**What the task asks**
Your task is to filter the data below down to the lines holding "pass".

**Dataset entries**

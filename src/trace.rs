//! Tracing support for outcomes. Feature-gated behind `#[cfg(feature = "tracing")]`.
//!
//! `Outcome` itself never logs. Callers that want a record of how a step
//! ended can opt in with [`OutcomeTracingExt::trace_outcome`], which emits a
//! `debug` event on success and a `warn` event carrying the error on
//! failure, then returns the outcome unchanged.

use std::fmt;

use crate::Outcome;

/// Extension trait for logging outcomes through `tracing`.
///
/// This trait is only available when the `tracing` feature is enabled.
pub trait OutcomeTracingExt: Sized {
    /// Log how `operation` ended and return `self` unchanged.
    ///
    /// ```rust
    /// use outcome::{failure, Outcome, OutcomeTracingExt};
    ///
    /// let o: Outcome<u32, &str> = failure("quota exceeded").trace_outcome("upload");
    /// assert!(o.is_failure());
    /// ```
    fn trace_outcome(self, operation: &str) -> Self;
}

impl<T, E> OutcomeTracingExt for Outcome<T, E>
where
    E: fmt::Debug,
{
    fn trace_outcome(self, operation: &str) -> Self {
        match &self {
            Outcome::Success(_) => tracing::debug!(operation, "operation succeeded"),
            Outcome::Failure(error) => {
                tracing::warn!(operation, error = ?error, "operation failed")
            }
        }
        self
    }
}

...

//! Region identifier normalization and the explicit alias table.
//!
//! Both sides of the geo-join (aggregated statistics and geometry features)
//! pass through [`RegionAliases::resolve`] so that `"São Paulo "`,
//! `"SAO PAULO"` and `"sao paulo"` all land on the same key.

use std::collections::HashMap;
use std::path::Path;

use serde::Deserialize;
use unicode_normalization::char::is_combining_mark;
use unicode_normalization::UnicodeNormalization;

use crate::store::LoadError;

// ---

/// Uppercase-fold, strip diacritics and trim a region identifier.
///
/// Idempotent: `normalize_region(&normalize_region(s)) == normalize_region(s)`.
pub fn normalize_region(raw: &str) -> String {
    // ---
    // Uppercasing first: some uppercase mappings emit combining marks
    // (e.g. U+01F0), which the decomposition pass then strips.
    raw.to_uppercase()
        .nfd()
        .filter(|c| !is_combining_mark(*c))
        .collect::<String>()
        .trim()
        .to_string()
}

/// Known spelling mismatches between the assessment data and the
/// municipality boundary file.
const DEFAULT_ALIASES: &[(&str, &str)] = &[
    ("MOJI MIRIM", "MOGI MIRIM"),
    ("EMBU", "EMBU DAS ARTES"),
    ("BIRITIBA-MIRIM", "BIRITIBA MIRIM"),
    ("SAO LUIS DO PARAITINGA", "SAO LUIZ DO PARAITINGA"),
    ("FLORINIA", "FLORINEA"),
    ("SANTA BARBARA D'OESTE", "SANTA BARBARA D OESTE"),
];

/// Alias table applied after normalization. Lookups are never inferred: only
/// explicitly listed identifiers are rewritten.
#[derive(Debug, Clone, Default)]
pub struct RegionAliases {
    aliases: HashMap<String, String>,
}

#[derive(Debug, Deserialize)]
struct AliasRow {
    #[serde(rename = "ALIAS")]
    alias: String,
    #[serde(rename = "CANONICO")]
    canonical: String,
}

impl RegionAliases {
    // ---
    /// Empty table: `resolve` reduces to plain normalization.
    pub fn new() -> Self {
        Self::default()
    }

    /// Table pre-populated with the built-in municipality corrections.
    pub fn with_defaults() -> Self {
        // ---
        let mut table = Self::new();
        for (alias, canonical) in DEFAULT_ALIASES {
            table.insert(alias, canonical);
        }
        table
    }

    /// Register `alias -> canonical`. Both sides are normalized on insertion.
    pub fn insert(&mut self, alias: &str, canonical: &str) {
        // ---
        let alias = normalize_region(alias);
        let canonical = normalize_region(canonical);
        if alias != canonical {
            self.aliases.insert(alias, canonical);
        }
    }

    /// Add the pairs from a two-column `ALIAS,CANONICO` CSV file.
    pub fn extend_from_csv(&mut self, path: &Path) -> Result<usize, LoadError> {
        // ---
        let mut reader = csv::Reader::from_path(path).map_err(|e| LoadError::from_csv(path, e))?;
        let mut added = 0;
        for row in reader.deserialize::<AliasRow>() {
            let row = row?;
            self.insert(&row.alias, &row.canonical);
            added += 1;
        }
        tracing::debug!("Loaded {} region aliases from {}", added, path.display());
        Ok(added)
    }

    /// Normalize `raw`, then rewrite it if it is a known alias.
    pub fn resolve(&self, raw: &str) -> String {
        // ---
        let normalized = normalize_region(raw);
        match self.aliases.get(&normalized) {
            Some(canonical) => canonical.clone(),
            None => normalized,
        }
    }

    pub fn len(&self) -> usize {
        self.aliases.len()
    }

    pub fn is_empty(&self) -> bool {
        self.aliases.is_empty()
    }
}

--

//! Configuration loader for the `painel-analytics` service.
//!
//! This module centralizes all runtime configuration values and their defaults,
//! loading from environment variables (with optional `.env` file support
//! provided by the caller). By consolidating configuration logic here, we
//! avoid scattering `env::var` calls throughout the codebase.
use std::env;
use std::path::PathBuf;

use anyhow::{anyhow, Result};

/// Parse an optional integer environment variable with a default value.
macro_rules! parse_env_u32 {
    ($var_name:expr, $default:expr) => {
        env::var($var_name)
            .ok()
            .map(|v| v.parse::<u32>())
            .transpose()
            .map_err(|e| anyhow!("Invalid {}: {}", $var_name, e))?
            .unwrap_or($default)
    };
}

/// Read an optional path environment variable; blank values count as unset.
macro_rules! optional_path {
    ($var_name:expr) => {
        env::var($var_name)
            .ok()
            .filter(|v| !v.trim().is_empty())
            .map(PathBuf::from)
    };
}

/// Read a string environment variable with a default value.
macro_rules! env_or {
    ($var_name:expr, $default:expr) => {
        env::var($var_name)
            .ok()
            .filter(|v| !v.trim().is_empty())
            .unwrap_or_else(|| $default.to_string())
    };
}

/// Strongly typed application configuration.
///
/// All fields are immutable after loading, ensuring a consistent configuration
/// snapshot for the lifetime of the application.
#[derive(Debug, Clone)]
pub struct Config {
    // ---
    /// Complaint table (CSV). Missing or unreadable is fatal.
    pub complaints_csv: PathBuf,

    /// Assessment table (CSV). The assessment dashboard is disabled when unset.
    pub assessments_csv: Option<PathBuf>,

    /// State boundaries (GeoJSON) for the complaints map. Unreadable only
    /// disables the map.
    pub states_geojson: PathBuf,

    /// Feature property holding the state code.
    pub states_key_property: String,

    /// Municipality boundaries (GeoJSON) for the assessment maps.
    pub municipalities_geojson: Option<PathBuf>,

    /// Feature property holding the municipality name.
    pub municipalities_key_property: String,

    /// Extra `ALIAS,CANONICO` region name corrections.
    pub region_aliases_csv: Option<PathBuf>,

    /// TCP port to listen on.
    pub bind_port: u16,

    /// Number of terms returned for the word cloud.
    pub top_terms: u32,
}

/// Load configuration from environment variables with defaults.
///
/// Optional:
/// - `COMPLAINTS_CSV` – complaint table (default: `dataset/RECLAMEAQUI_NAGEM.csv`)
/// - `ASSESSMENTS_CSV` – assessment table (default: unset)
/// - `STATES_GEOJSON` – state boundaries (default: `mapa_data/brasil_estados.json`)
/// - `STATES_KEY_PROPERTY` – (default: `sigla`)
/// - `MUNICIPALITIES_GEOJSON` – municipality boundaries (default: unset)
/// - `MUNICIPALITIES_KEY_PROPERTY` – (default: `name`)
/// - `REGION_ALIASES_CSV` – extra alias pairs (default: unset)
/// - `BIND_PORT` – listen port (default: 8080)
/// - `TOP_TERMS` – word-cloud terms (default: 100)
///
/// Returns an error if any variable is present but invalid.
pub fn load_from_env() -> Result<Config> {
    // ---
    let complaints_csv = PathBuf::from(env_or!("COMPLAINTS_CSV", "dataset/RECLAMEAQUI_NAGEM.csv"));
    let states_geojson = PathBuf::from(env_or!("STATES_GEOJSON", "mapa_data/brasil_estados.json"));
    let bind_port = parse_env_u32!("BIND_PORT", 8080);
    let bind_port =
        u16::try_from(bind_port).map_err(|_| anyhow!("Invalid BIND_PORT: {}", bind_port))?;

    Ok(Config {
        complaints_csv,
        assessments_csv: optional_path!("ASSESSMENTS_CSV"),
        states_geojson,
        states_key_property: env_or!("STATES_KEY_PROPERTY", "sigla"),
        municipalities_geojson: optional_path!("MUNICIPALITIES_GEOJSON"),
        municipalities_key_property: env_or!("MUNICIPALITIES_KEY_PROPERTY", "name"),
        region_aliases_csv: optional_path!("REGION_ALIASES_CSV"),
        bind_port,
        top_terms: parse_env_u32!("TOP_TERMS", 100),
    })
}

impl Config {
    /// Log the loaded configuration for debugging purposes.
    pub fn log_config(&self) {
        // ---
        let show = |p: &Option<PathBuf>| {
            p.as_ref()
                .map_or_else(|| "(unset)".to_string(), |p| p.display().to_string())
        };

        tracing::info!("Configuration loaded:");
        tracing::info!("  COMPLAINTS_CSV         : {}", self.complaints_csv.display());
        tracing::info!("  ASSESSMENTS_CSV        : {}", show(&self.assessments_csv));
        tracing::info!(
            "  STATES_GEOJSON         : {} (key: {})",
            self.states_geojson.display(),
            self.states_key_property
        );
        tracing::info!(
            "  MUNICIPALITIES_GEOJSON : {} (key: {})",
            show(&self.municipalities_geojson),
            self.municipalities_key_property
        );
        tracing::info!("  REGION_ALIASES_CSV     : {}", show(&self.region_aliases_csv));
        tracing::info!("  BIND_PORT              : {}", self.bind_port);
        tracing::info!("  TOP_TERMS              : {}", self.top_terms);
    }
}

**Exercise result**
//! pass through [`RegionAliases::resolve`] so that `"São Paulo "`,
    // (e.g. U+01F0), which the decomposition pass then strips.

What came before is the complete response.